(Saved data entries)
=== Section Start ===

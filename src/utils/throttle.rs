//! Log throttling for retry loops
//!
//! Device lock acquisition retries once per second for up to half a minute.
//! Logging every attempt buries the decision lines an operator reads after an
//! unattended run, so repeated messages are collapsed and the number of
//! suppressed attempts is reported with the next message that gets through.

use std::collections::HashMap;
use std::time::{Duration, Instant};

use parking_lot::Mutex;

#[derive(Debug, Clone, Copy)]
struct KeyState {
    last_logged: Instant,
    suppressed: u32,
}

/// Limits how often the same message key is logged
///
/// ```rust
/// use std::time::Duration;
/// use cardsweep::utils::LogThrottler;
///
/// let throttler = LogThrottler::new(Duration::from_secs(5));
/// assert_eq!(throttler.check("lock:/dev/sdb1"), Some(0));
/// assert_eq!(throttler.check("lock:/dev/sdb1"), None);
/// ```
#[derive(Debug)]
pub struct LogThrottler {
    keys: Mutex<HashMap<String, KeyState>>,
    interval: Duration,
}

impl LogThrottler {
    pub fn new(interval: Duration) -> Self {
        Self {
            keys: Mutex::new(HashMap::new()),
            interval,
        }
    }

    pub fn with_secs(secs: u64) -> Self {
        Self::new(Duration::from_secs(secs))
    }

    /// Returns `Some(suppressed)` when the message should be logged now,
    /// where `suppressed` counts the messages dropped since the last one.
    /// Returns `None` while the key is throttled.
    pub fn check(&self, key: &str) -> Option<u32> {
        let now = Instant::now();
        let mut keys = self.keys.lock();

        match keys.get_mut(key) {
            Some(state) if now.duration_since(state.last_logged) < self.interval => {
                state.suppressed += 1;
                None
            }
            Some(state) => {
                let suppressed = state.suppressed;
                state.last_logged = now;
                state.suppressed = 0;
                Some(suppressed)
            }
            None => {
                keys.insert(
                    key.to_string(),
                    KeyState {
                        last_logged: now,
                        suppressed: 0,
                    },
                );
                Some(0)
            }
        }
    }

    /// Forget a key, returning how many messages were suppressed since it
    /// was last logged.
    pub fn finish(&self, key: &str) -> u32 {
        self.keys
            .lock()
            .remove(key)
            .map(|state| state.suppressed)
            .unwrap_or(0)
    }

    pub fn is_empty(&self) -> bool {
        self.keys.lock().is_empty()
    }
}

impl Default for LogThrottler {
    fn default() -> Self {
        Self::with_secs(5)
    }
}
use std::sync::Arc;

use tracing::{debug, warn};

use super::platform::VolumeServices;
use super::types::{Volume, VolumeLabel};

/// Snapshot enumeration of attached volumes
pub struct VolumeDirectory {
    services: Arc<dyn VolumeServices>,
}

impl VolumeDirectory {
    pub fn new(services: Arc<dyn VolumeServices>) -> Self {
        Self { services }
    }

    /// List every volume attached right now
    ///
    /// Never fails: if enumeration cannot start the pass sees no volumes, and
    /// a volume whose details cannot be read is reported with what is known.
    pub fn list_volumes(&self) -> Vec<Volume> {
        let ids = match self.services.enumerate() {
            Ok(ids) => ids,
            Err(e) => {
                warn!("Volume enumeration failed: {}", e);
                return Vec::new();
            }
        };

        ids.into_iter().map(|id| self.describe(id)).collect()
    }

    fn describe(&self, id: String) -> Volume {
        let mount_points = self.services.mount_points(&id).unwrap_or_else(|e| {
            warn!("Failed to resolve mount points of {}: {}", id, e);
            Vec::new()
        });

        let label = match self.services.label(&id) {
            Ok(raw) => VolumeLabel::new(raw),
            Err(e) => {
                warn!("Failed to read label of {}: {}", id, e);
                VolumeLabel::default()
            }
        };

        let stable_id = self.services.stable_id(&id);

        debug!(
            "Volume {} label={} stable_id={:?} mounts={:?}",
            id, label, stable_id, mount_points
        );

        Volume {
            id,
            mount_points,
            label,
            stable_id,
        }
    }
}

=== Section End ===

### [The problem]
Where a line above holds the word "struct", copy it.

### [Task answer]
struct KeyState {
pub struct LogThrottler {
pub struct VolumeDirectory {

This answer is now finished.